Sebab indeks ini memberikan gambaran menyeluruh tentang kondisi sektor manufaktur yang secara tidak langsung arah dan kekuatan perekonomian secara keseluruhan.

PMI Manufaktur memiliki rentang nilai antara 0 hingga 100, di mana angka di atas 50 menunjukkan ekspansi atau pertumbuhan sektor manufaktur, sedangkan angka di bawah 50 menunjukkan kontraksi atau penurunan aktivitas.

“Purchasing Manajer Index (PMI) yang di bawah 50 menunjukkan barang yang dibeli lebih banyak, terutama sektor industri ya, lebih banyak daripada barang yang dijual sehingga indikatornya di bawah 50,” katanya.

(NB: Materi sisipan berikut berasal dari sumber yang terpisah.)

use axum::{
    Json,
    extract::{Path, State},
};
use serde_json::json;

use super::super::AppState;
use super::ApiResult;
use crate::core::runtime::AgentRegistration;

pub async fn get_agents(State(state): State<AppState>) -> ApiResult {
    let agents = state.runtime.list_agents().await?;
    Ok(Json(json!({ "success": true, "agents": agents })))
}

pub async fn get_agent(Path(agent): Path<String>, State(state): State<AppState>) -> ApiResult {
    let descriptor = state.runtime.get_agent(&agent).await?;
    Ok(Json(json!({ "success": true, "agent": descriptor })))
}

pub async fn put_agent(
    Path(agent): Path<String>,
    State(state): State<AppState>,
    Json(payload): Json<AgentRegistration>,
) -> ApiResult {
    let descriptor = state.runtime.register_agent(&agent, payload).await?;
    Ok(Json(json!({ "success": true, "agent": descriptor })))
}
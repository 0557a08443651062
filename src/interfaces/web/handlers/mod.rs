pub(super) mod agents;
pub(super) mod credentials;
pub(super) mod jobs;
pub(super) mod schedules;
pub(super) mod system;

pub(super) type ApiResult = Result<axum::Json<serde_json::Value>, super::error::ApiError>;
use thiserror::Error;

use crate::core::store::types::JobStatus;

pub type RuntimeResult<T> = std::result::Result<T, RuntimeError>;

/// Every failure the runtime can report to a caller or record on a job.
///
/// Messages never carry decrypted credential material; variants that relate
/// to credentials only name providers.
#[derive(Debug, Error)]
pub enum RuntimeError {
    #[error("validation failed: {0}")]
    Validation(String),

    #[error("missing required credentials: {}", .providers.join(", "))]
    MissingCredentials { providers: Vec<String> },

    #[error("rate limit exceeded for {scope}; retry after {retry_after_secs}s")]
    RateLimitExceeded {
        scope: String,
        retry_after_secs: u64,
    },

    #[error("stored credential is unreadable: {0}")]
    CredentialCorrupt(String),

    #[error("agent '{0}' is inactive")]
    AgentInactive(String),

    #[error("{kind} '{id}' not found")]
    NotFound { kind: &'static str, id: String },

    #[error("job '{job_id}' is already {status}")]
    AlreadyTerminal { job_id: String, status: JobStatus },

    #[error("job '{job_id}' is no longer running under worker '{worker_id}'")]
    ConcurrencyViolation { job_id: String, worker_id: String },

    #[error("storage error: {0}")]
    Storage(#[from] rusqlite::Error),

    #[error("serialization error: {0}")]
    Serialization(#[from] serde_json::Error),

    #[error(transparent)]
    Internal(#[from] anyhow::Error),
}

impl RuntimeError {
    pub fn not_found(kind: &'static str, id: impl Into<String>) -> Self {
        Self::NotFound {
            kind,
            id: id.into(),
        }
    }

    /// Stable machine-readable code used in API bodies and ledger entries.
    pub fn code(&self) -> &'static str {
        match self {
            Self::Validation(_) => "validation_error",
            Self::MissingCredentials { .. } => "missing_credentials",
            Self::RateLimitExceeded { .. } => "rate_limit_exceeded",
            Self::CredentialCorrupt(_) => "credential_corrupt",
            Self::AgentInactive(_) => "agent_inactive",
            Self::NotFound { .. } => "not_found",
            Self::AlreadyTerminal { .. } => "already_terminal",
            Self::ConcurrencyViolation { .. } => "concurrency_violation",
            Self::Storage(_) => "storage_error",
            Self::Serialization(_) => "serialization_error",
            Self::Internal(_) => "internal_error",
        }
    }
}
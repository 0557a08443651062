use anyhow::Result;
use serde::Deserialize;
use std::collections::HashMap;
use std::path::Path;
use std::time::Duration;
use tracing::{Level, info};

pub const CONFIG_FILE_NAME: &str = "hookwork.toml";

#[derive(Debug, Clone, Deserialize, Default)]
pub struct RuntimeConfig {
    #[serde(default)]
    pub api: ApiConfig,

    #[serde(default)]
    pub worker: WorkerConfig,

    #[serde(default)]
    pub scheduler: SchedulerConfig,

    #[serde(default)]
    pub retry: RetryConfig,

    #[serde(default)]
    pub dispatch: DispatchConfig,

    #[serde(default)]
    pub rate_limit: RateLimitConfig,

    #[serde(default)]
    pub feedback: FeedbackConfig,

    #[serde(default)]
    pub vault: VaultConfig,

    #[serde(default)]
    pub logging: LoggingConfig,
}

#[derive(Debug, Clone, Deserialize)]
pub struct ApiConfig {
    #[serde(default = "default_api_host")]
    pub host: String,
    #[serde(default = "default_api_port")]
    pub port: u16,
}

#[derive(Debug, Clone, Deserialize)]
pub struct WorkerConfig {
    #[serde(default = "default_worker_count")]
    pub count: usize,
    /// Maximum in-flight jobs per worker.
    #[serde(default = "default_worker_capacity")]
    pub capacity: usize,
    #[serde(default = "default_heartbeat_secs")]
    pub heartbeat_interval_secs: u64,
    /// A running job whose worker has been silent this long is reclaimed.
    #[serde(default = "default_heartbeat_grace_secs")]
    pub heartbeat_grace_secs: u64,
    /// Providers this pool can serve. Unset means every provider.
    #[serde(default)]
    pub capabilities: Option<Vec<String>>,
}

#[derive(Debug, Clone, Deserialize)]
pub struct SchedulerConfig {
    #[serde(default = "default_poll_interval_ms")]
    pub poll_interval_ms: u64,
}

#[derive(Debug, Clone, Deserialize)]
pub struct RetryConfig {
    #[serde(default = "default_retry_base_secs")]
    pub base_delay_secs: u64,
    #[serde(default = "default_retry_max_secs")]
    pub max_delay_secs: u64,
    #[serde(default = "default_max_retries")]
    pub default_max_retries: u32,
}

#[derive(Debug, Clone, Deserialize)]
pub struct DispatchConfig {
    #[serde(default = "default_dispatch_timeout_secs")]
    pub default_timeout_secs: u64,
    #[serde(default = "default_max_response_bytes")]
    pub max_response_bytes: usize,
}

#[derive(Debug, Clone, Deserialize)]
pub struct RateLimitConfig {
    #[serde(default = "default_rate_window_secs")]
    pub window_secs: u64,
    /// Jobs a single user may enqueue against one agent inside the window.
    #[serde(default = "default_per_user_agent")]
    pub per_user_agent: Option<u32>,
    /// Jobs a single user may enqueue across all agents inside the window.
    #[serde(default)]
    pub per_user: Option<u32>,
}

#[derive(Debug, Clone, Deserialize)]
pub struct FeedbackConfig {
    #[serde(default = "default_feedback_window")]
    pub window: usize,
    #[serde(default = "default_feedback_threshold")]
    pub threshold: usize,
}

#[derive(Debug, Clone, Deserialize, Default)]
pub struct VaultConfig {
    /// Required secret prefix per provider, e.g. `openai = "sk-"`.
    #[serde(default)]
    pub provider_prefixes: HashMap<String, String>,
}

#[derive(Debug, Clone, Deserialize)]
pub struct LoggingConfig {
    #[serde(default = "default_log_level")]
    pub level: String,
}

fn default_api_host() -> String {
    "127.0.0.1".to_string()
}
fn default_api_port() -> u16 {
    17990
}
fn default_worker_count() -> usize {
    2
}
fn default_worker_capacity() -> usize {
    4
}
fn default_heartbeat_secs() -> u64 {
    5
}
fn default_heartbeat_grace_secs() -> u64 {
    120
}
fn default_poll_interval_ms() -> u64 {
    1000
}
fn default_retry_base_secs() -> u64 {
    60
}
fn default_retry_max_secs() -> u64 {
    30 * 60
}
fn default_max_retries() -> u32 {
    3
}
fn default_dispatch_timeout_secs() -> u64 {
    30
}
fn default_max_response_bytes() -> usize {
    1024 * 1024
}
fn default_rate_window_secs() -> u64 {
    60
}
fn default_per_user_agent() -> Option<u32> {
    Some(60)
}
fn default_feedback_window() -> usize {
    5
}
fn default_feedback_threshold() -> usize {
    3
}
fn default_log_level() -> String {
    "info".to_string()
}

impl Default for ApiConfig {
    fn default() -> Self {
        Self {
            host: default_api_host(),
            port: default_api_port(),
        }
    }
}

impl Default for WorkerConfig {
    fn default() -> Self {
        Self {
            count: default_worker_count(),
            capacity: default_worker_capacity(),
            heartbeat_interval_secs: default_heartbeat_secs(),
            heartbeat_grace_secs: default_heartbeat_grace_secs(),
            capabilities: None,
        }
    }
}

impl Default for SchedulerConfig {
    fn default() -> Self {
        Self {
            poll_interval_ms: default_poll_interval_ms(),
        }
    }
}

impl Default for RetryConfig {
    fn default() -> Self {
        Self {
            base_delay_secs: default_retry_base_secs(),
            max_delay_secs: default_retry_max_secs(),
            default_max_retries: default_max_retries(),
        }
    }
}

impl Default for DispatchConfig {
    fn default() -> Self {
        Self {
            default_timeout_secs: default_dispatch_timeout_secs(),
            max_response_bytes: default_max_response_bytes(),
        }
    }
}

impl Default for RateLimitConfig {
    fn default() -> Self {
        Self {
            window_secs: default_rate_window_secs(),
            per_user_agent: default_per_user_agent(),
            per_user: None,
        }
    }
}

impl Default for FeedbackConfig {
    fn default() -> Self {
        Self {
            window: default_feedback_window(),
            threshold: default_feedback_threshold(),
        }
    }
}

impl Default for LoggingConfig {
    fn default() -> Self {
        Self {
            level: default_log_level(),
        }
    }
}

impl RuntimeConfig {
    pub async fn load<P: AsRef<Path>>(data_dir: P) -> Result<Self> {
        let config_path = data_dir.as_ref().join(CONFIG_FILE_NAME);
        if !config_path.exists() {
            info!("No {} found, using defaults.", CONFIG_FILE_NAME);
            return Ok(Self::default());
        }
        let content = tokio::fs::read_to_string(&config_path).await?;
        let config = Self::parse(&content)?;
        info!(
            "Loaded config: workers={}x{}, poll={}ms, retry base={}s cap={}s",
            config.worker.count,
            config.worker.capacity,
            config.scheduler.poll_interval_ms,
            config.retry.base_delay_secs,
            config.retry.max_delay_secs
        );
        Ok(config)
    }

    pub fn parse(content: &str) -> Result<Self> {
        let mut config: RuntimeConfig = toml::from_str(content)?;
        // Zero would let a worker claim nothing forever.
        config.worker.capacity = config.worker.capacity.max(1);
        config.worker.count = config.worker.count.max(1);
        config.feedback.threshold = config.feedback.threshold.max(1);
        Ok(config)
    }

    pub fn poll_interval(&self) -> Duration {
        Duration::from_millis(self.scheduler.poll_interval_ms.max(10))
    }

    pub fn heartbeat_interval(&self) -> Duration {
        Duration::from_secs(self.worker.heartbeat_interval_secs.max(1))
    }

    pub fn heartbeat_grace(&self) -> Duration {
        Duration::from_secs(self.worker.heartbeat_grace_secs)
    }

    pub fn default_dispatch_timeout(&self) -> Duration {
        Duration::from_secs(self.dispatch.default_timeout_secs.max(1))
    }

    pub fn log_level(&self) -> Level {
        self.logging.level.parse().unwrap_or(Level::INFO)
    }
}
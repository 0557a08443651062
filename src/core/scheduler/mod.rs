//! Poller: promotes due cron schedules into jobs and wakes the workers on a
//! fixed interval.

pub mod cron;

use async_trait::async_trait;
use chrono::{DateTime, Utc};
use std::sync::Arc;
use std::time::Duration;
use tokio::sync::Notify;
use tokio::task::JoinHandle;
use tokio::time::MissedTickBehavior;
use tokio_util::sync::CancellationToken;
use tracing::{debug, info, warn};

use crate::core::error::RuntimeResult;
use crate::core::lifecycle::LifecycleComponent;
use crate::core::store::types::ScheduleRecord;
use crate::core::store::{Promotion, Store};

/// What one poll cycle did.
#[derive(Debug, Default, Clone, Copy, PartialEq, Eq)]
pub struct TickReport {
    pub enqueued: usize,
    pub skipped: usize,
}

pub struct Poller {
    store: Store,
    wake: Arc<Notify>,
    interval: Duration,
    cancel: CancellationToken,
    handle: Option<JoinHandle<()>>,
}

impl Poller {
    pub fn new(store: Store, wake: Arc<Notify>, interval: Duration, cancel: CancellationToken) -> Self {
        Self {
            store,
            wake,
            interval: interval.max(Duration::from_millis(10)),
            cancel,
            handle: None,
        }
    }

    /// Promote every schedule due at `now`, then wake the workers so they
    /// pick up whatever became claimable (new occurrences, retries whose
    /// backoff elapsed, delayed jobs).
    pub async fn tick(&self, now: DateTime<Utc>) -> RuntimeResult<TickReport> {
        let mut report = TickReport::default();
        for schedule in self.store.due_schedules(now).await? {
            match promote(&self.store, &schedule, now).await {
                Ok(Promotion::Enqueued(job)) => {
                    report.enqueued += 1;
                    debug!(schedule_id = %schedule.schedule_id, job_id = %job.job_id, "Schedule fired");
                }
                Ok(Promotion::Skipped) => report.skipped += 1,
                Ok(Promotion::Raced) => {}
                Err(e) => warn!(schedule_id = %schedule.schedule_id, "Schedule promotion failed: {}", e),
            }
        }
        self.wake.notify_waiters();
        Ok(report)
    }

    async fn run(&self) {
        let mut ticker = tokio::time::interval(self.interval);
        ticker.set_missed_tick_behavior(MissedTickBehavior::Skip);
        loop {
            tokio::select! {
                _ = self.cancel.cancelled() => break,
                _ = ticker.tick() => {
                    if let Err(e) = self.tick(Utc::now()).await {
                        warn!("Poll cycle failed: {}", e);
                    }
                }
            }
        }
    }
}

/// Missed occurrences collapse into one: the following run is computed from
/// `now`, not from the stale `next_run`.
async fn promote(
    store: &Store,
    schedule: &ScheduleRecord,
    now: DateTime<Utc>,
) -> RuntimeResult<Promotion> {
    let following = cron::next_run_after(&schedule.cron_expression, &schedule.timezone, now)?;
    let agent_active = store
        .get_agent(&schedule.agent_id)
        .await?
        .is_some_and(|agent| agent.active);
    if !agent_active {
        debug!(
            schedule_id = %schedule.schedule_id,
            agent_id = %schedule.agent_id,
            "Agent unavailable, skipping occurrence"
        );
    }
    store.promote_schedule(schedule, following, agent_active).await
}

#[async_trait]
impl LifecycleComponent for Poller {
    async fn on_start(&mut self) -> anyhow::Result<()> {
        let poller = Poller {
            store: self.store.clone(),
            wake: self.wake.clone(),
            interval: self.interval,
            cancel: self.cancel.clone(),
            handle: None,
        };
        self.handle = Some(tokio::spawn(async move { poller.run().await }));
        info!("Poller started (every {}ms)", self.interval.as_millis());
        Ok(())
    }

    async fn on_shutdown(&mut self) -> anyhow::Result<()> {
        self.cancel.cancel();
        if let Some(handle) = self.handle.take() {
            handle.await?;
        }
        info!("Poller stopped");
        Ok(())
    }
}
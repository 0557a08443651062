use std::path::{Path, PathBuf};

pub const DATA_DIR_ENV: &str = "HOOKWORK_DATA_DIR";

/// Platform-specific operations abstracted behind a common interface.
/// Each OS provides its own `NativePlatform` implementation so call sites
/// remain free of `#[cfg]` blocks.
pub trait Platform {
    /// Send a termination signal to the process identified by `pid`.
    fn kill_process(pid: &str) -> std::io::Result<std::process::Output>;

    /// Whether a process with this pid currently exists.
    fn process_alive(pid: &str) -> bool;

    /// Spawn a child that tails / follows a log file.
    fn tail_file(path: &Path) -> std::io::Result<std::process::Child>;

    /// Set restrictive *directory* permissions (0o700 on Unix, no-op on Windows).
    fn restrict_dir_permissions(path: &Path);

    /// Set restrictive *file* permissions (0o600 on Unix, no-op on Windows).
    fn restrict_file_permissions(path: &Path);

    /// Conventional data directory when no override is set.
    /// Unix: `~/.hookwork`, Windows: `%APPDATA%\hookwork`.
    fn default_data_dir() -> Option<PathBuf>;
}

/// `HOOKWORK_DATA_DIR` when set, else the platform default.
pub fn data_dir() -> anyhow::Result<PathBuf> {
    resolve_data_dir(std::env::var_os(DATA_DIR_ENV).map(PathBuf::from))
}

fn resolve_data_dir(explicit: Option<PathBuf>) -> anyhow::Result<PathBuf> {
    if let Some(dir) = explicit
        && !dir.as_os_str().is_empty()
    {
        return Ok(dir);
    }
    NativePlatform::default_data_dir()
        .ok_or_else(|| anyhow::anyhow!("Could not determine a data directory; set {}", DATA_DIR_ENV))
}

#[cfg(unix)]
mod unix;
#[cfg(unix)]
pub use unix::NativePlatform;

#[cfg(windows)]
mod windows;
#[cfg(windows)]
pub use windows::NativePlatform;
#![allow(dead_code)]

use axum::http::{HeaderMap, StatusCode};
use axum::{Json, Router, extract::State, routing::post};
use base64::Engine;
use serde_json::{Value, json};
use std::net::TcpListener;
use std::path::{Path, PathBuf};
use std::process::{Child, Command, Stdio};
use std::sync::{Arc, Mutex};
use std::time::Duration;
use tempfile::TempDir;
use tokio::sync::oneshot;

pub type TestResult<T> = Result<T, Box<dyn std::error::Error + Send + Sync>>;

/// Fast-moving runtime settings so jobs settle within a test's patience.
const E2E_CONFIG: &str = r#"
[worker]
count = 1
capacity = 2
heartbeat_interval_secs = 1

[scheduler]
poll_interval_ms = 100

[retry]
base_delay_secs = 0
max_delay_secs = 0

[dispatch]
default_timeout_secs = 5

[rate_limit]
per_user_agent = 1000
"#;

pub struct DaemonHarness {
    child: Child,
    pub api_port: u16,
    pub api_base: String,
    data_dir: TempDir,
    artifact_dir: PathBuf,
    trace_log: Arc<Mutex<Vec<String>>>,
}

impl DaemonHarness {
    pub async fn spawn() -> TestResult<Self> {
        let api_port = find_free_port()?;
        let data_dir = tempfile::Builder::new()
            .prefix("hookwork-e2e-data")
            .tempdir()?;
        std::fs::write(data_dir.path().join("hookwork.toml"), E2E_CONFIG)?;
        let artifact_dir = prepare_artifact_dir(data_dir.path())?;
        let daemon_log = artifact_dir.join(format!("daemon-{}.log", api_port));

        let bin = hookwork_binary_path()?;
        let log_file = std::fs::File::create(&daemon_log)?;
        let log_file_err = log_file.try_clone()?;
        let vault_key = base64::engine::general_purpose::STANDARD.encode([7u8; 32]);

        let child = Command::new(bin)
            .arg("daemon-run")
            .arg("--api-host")
            .arg("127.0.0.1")
            .arg("--api-port")
            .arg(api_port.to_string())
            .env("HOOKWORK_DATA_DIR", data_dir.path())
            .env("HOOKWORK_VAULT_KEY", vault_key)
            .stdout(Stdio::from(log_file))
            .stderr(Stdio::from(log_file_err))
            .spawn()?;

        let mut harness = Self {
            child,
            api_port,
            api_base: format!("http://127.0.0.1:{}", api_port),
            data_dir,
            artifact_dir,
            trace_log: Arc::new(Mutex::new(Vec::new())),
        };

        harness.wait_until_ready().await?;
        Ok(harness)
    }

    pub fn artifact_dir(&self) -> &Path {
        &self.artifact_dir
    }

    pub fn data_dir(&self) -> &Path {
        self.data_dir.path()
    }

    async fn wait_until_ready(&mut self) -> TestResult<()> {
        for _ in 0..80 {
            if let Some(status) = self.child.try_wait()? {
                return Err(format!("hookwork daemon exited early with status: {}", status).into());
            }

            let res = reqwest::Client::new()
                .get(format!("{}/api/health", self.api_base))
                .timeout(Duration::from_millis(700))
                .send()
                .await;

            if let Ok(resp) = res
                && resp.status().is_success()
            {
                return Ok(());
            }
            tokio::time::sleep(Duration::from_millis(250)).await;
        }
        Err("Timed out waiting for hookwork API readiness".into())
    }

    pub async fn register_agent(&self, agent_id: &str, registration: Value) -> TestResult<()> {
        let (_, out) = self
            .request(
                reqwest::Method::PUT,
                &format!("/api/agents/{}", agent_id),
                Some(registration),
            )
            .await?;
        ensure_success(&out, "register_agent")
    }

    pub async fn store_credential(&self, user: &str, provider: &str, value: &str) -> TestResult<()> {
        let (_, out) = self
            .request(
                reqwest::Method::PUT,
                &format!("/api/users/{}/credentials/{}", user, provider),
                Some(json!({ "value": value })),
            )
            .await?;
        ensure_success(&out, "store_credential")
    }

    pub async fn enqueue(&self, body: Value) -> TestResult<(StatusCode, Value)> {
        self.request(reqwest::Method::POST, "/api/jobs", Some(body))
            .await
    }

    pub async fn job_status(&self, job_id: &str) -> TestResult<Value> {
        let out = self
            .request_json(reqwest::Method::GET, &format!("/api/jobs/{}", job_id), None)
            .await?;
        out.get("job")
            .cloned()
            .ok_or_else(|| format!("job_status returned no job: {}", out).into())
    }

    /// Poll until the job reaches a terminal status.
    pub async fn wait_for_terminal(&self, job_id: &str, timeout: Duration) -> TestResult<Value> {
        let deadline = tokio::time::Instant::now() + timeout;
        loop {
            let job = self.job_status(job_id).await?;
            let status = job.get("status").and_then(Value::as_str).unwrap_or_default();
            if matches!(status, "completed" | "failed" | "timeout" | "cancelled") {
                return Ok(job);
            }
            if tokio::time::Instant::now() >= deadline {
                return Err(format!("job {} still {} after {:?}", job_id, status, timeout).into());
            }
            tokio::time::sleep(Duration::from_millis(100)).await;
        }
    }

    pub fn persist_trace_file(&self, name: &str) -> TestResult<PathBuf> {
        let path = self.artifact_dir.join(format!("{}.trace.log", name));
        let lines = self.trace_log.lock().unwrap_or_else(|e| e.into_inner());
        std::fs::write(&path, lines.join("\n\n---\n\n"))?;
        Ok(path)
    }

    pub async fn request_json(
        &self,
        method: reqwest::Method,
        path: &str,
        body: Option<Value>,
    ) -> TestResult<Value> {
        let (_, parsed) = self.request(method, path, body).await?;
        Ok(parsed)
    }

    pub async fn request(
        &self,
        method: reqwest::Method,
        path: &str,
        body: Option<Value>,
    ) -> TestResult<(StatusCode, Value)> {
        let url = format!("{}{}", self.api_base, path);
        let client = reqwest::Client::new();
        let mut req = client
            .request(method.clone(), &url)
            .timeout(Duration::from_secs(30));
        if let Some(payload) = body.clone() {
            req = req.json(&payload);
        }

        let resp = req.send().await?;
        let status = StatusCode::from_u16(resp.status().as_u16())?;
        let text = resp.text().await?;
        let parsed = serde_json::from_str::<Value>(&text).unwrap_or_else(|_| {
            json!({
                "success": false,
                "raw": text,
                "error": format!("non-json response status={}", status)
            })
        });

        let mut traces = self.trace_log.lock().unwrap_or_else(|e| e.into_inner());
        traces.push(format!(
            "REQUEST {} {}\nBODY {}\nSTATUS {}\nRESPONSE {}",
            method,
            path,
            body.unwrap_or(Value::Null),
            status,
            parsed
        ));
        drop(traces);

        Ok((status, parsed))
    }
}

impl Drop for DaemonHarness {
    fn drop(&mut self) {
        let _ = self.persist_trace_file("daemon");
        let _ = self.child.kill();
        let _ = self.child.wait();
    }
}

/// One delivery as seen by the mock agent.
#[derive(Debug, Clone)]
pub struct ReceivedCall {
    pub path: &'static str,
    pub authorization: Option<String>,
    pub job_id: Option<String>,
    pub body: Value,
}

#[derive(Clone)]
struct MockAgentState {
    calls: Arc<Mutex<Vec<ReceivedCall>>>,
}

impl MockAgentState {
    fn record(&self, path: &'static str, headers: &HeaderMap, body: Value) {
        let header = |name: &str| {
            headers
                .get(name)
                .and_then(|v| v.to_str().ok())
                .map(str::to_string)
        };
        let mut calls = self.calls.lock().unwrap_or_else(|e| e.into_inner());
        calls.push(ReceivedCall {
            path,
            authorization: header("authorization"),
            job_id: header("x-hookwork-job-id"),
            body,
        });
    }
}

pub struct MockAgentServer {
    pub port: u16,
    calls: Arc<Mutex<Vec<ReceivedCall>>>,
    shutdown_tx: Option<oneshot::Sender<()>>,
    handle: Option<tokio::task::JoinHandle<()>>,
}

async fn mock_hook(
    State(state): State<MockAgentState>,
    headers: HeaderMap,
    Json(body): Json<Value>,
) -> Json<Value> {
    state.record("/hook", &headers, body.clone());
    Json(json!({
        "echo": body,
        "authorization": headers
            .get("authorization")
            .and_then(|v| v.to_str().ok()),
    }))
}

async fn mock_broken(
    State(state): State<MockAgentState>,
    headers: HeaderMap,
    Json(body): Json<Value>,
) -> StatusCode {
    state.record("/broken", &headers, body);
    StatusCode::SERVICE_UNAVAILABLE
}

impl MockAgentServer {
    pub async fn start() -> TestResult<Self> {
        let port = find_free_port()?;
        let calls = Arc::new(Mutex::new(Vec::new()));
        let state = MockAgentState {
            calls: Arc::clone(&calls),
        };
        let app = Router::new()
            .route("/hook", post(mock_hook))
            .route("/broken", post(mock_broken))
            .with_state(state);

        let listener = tokio::net::TcpListener::bind(format!("127.0.0.1:{}", port)).await?;
        let (shutdown_tx, shutdown_rx) = oneshot::channel::<()>();
        let handle = tokio::spawn(async move {
            let _ = axum::serve(listener, app)
                .with_graceful_shutdown(async {
                    let _ = shutdown_rx.await;
                })
                .await;
        });

        Ok(Self {
            port,
            calls,
            shutdown_tx: Some(shutdown_tx),
            handle: Some(handle),
        })
    }

    pub fn url(&self, path: &str) -> String {
        format!("http://127.0.0.1:{}{}", self.port, path)
    }

    pub fn calls(&self) -> Vec<ReceivedCall> {
        self.calls
            .lock()
            .unwrap_or_else(|e| e.into_inner())
            .clone()
    }

    pub fn calls_to(&self, path: &str) -> Vec<ReceivedCall> {
        self.calls().into_iter().filter(|c| c.path == path).collect()
    }

    pub async fn shutdown(mut self) {
        if let Some(tx) = self.shutdown_tx.take() {
            let _ = tx.send(());
        }
        if let Some(handle) = self.handle.take() {
            let _ = handle.await;
        }
    }
}

pub fn find_free_port() -> TestResult<u16> {
    let listener = TcpListener::bind("127.0.0.1:0")?;
    let port = listener.local_addr()?.port();
    drop(listener);
    Ok(port)
}

/// Socket binds are refused in some sandboxes; callers skip instead of failing.
pub fn bind_not_permitted(err: &(dyn std::error::Error + Send + Sync)) -> bool {
    err.to_string().contains("Operation not permitted")
}

fn hookwork_binary_path() -> TestResult<PathBuf> {
    if let Some(path) = option_env!("CARGO_BIN_EXE_hookwork") {
        return Ok(PathBuf::from(path));
    }

    let candidate = PathBuf::from("target")
        .join("debug")
        .join(if cfg!(windows) { "hookwork.exe" } else { "hookwork" });
    if candidate.exists() {
        return Ok(candidate);
    }

    Err("Could not locate hookwork test binary path".into())
}

fn prepare_artifact_dir(data_dir: &Path) -> TestResult<PathBuf> {
    let path = std::env::var("HOOKWORK_E2E_ARTIFACTS")
        .map(PathBuf::from)
        .unwrap_or_else(|_| data_dir.join("artifacts"));
    std::fs::create_dir_all(&path)?;
    Ok(path)
}

fn ensure_success(value: &Value, action: &str) -> TestResult<()> {
    if value.get("success").and_then(Value::as_bool) == Some(true) {
        return Ok(());
    }
    Err(format!("{} failed: {}", action, value).into())
}
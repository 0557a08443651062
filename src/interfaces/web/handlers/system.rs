use axum::{Json, extract::State};
use serde_json::json;

use super::super::AppState;
use super::ApiResult;

pub async fn health_endpoint() -> Json<serde_json::Value> {
    Json(json!({
        "success": true,
        "status": "ok",
        "version": env!("CARGO_PKG_VERSION"),
    }))
}

pub async fn get_workers_endpoint(State(state): State<AppState>) -> ApiResult {
    let workers = state.runtime.workers().await?;
    Ok(Json(json!({ "success": true, "workers": workers })))
}
mod cli;
mod core;
mod interfaces;
mod logging;
mod platform;

use crate::core::terminal;

#[tokio::main]
async fn main() {
    if let Err(e) = cli::run_main().await {
        terminal::print_error(&format!("{:#}", e));
        std::process::exit(1);
    }
}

5. Penurunan Kompensasi Kredit

Lebih lanjut Tauhid mengatakan penurunan daya beli masyarakat juga terlihat dari sektor keuangan, terutama pengajuan kredit. Sebab indikator ini secara langsung menunjukkan keinginan masyarakat untuk berbelanja.

"Penurunan kredit itu di Agustus itu persentasenya minus 0,09. Bahkan year on year-nya kreditnya itu turun di Agustus tuh 11,4%, di Juli itu 12,4%, laju jadi kreditnya memang turun,"

“Itu menunjukkan dari sisi permintaan, terutama daya beli di bulan ini memang terkontraksi sehingga terjadi deflasi selama beberapa bulan,” tambahnya.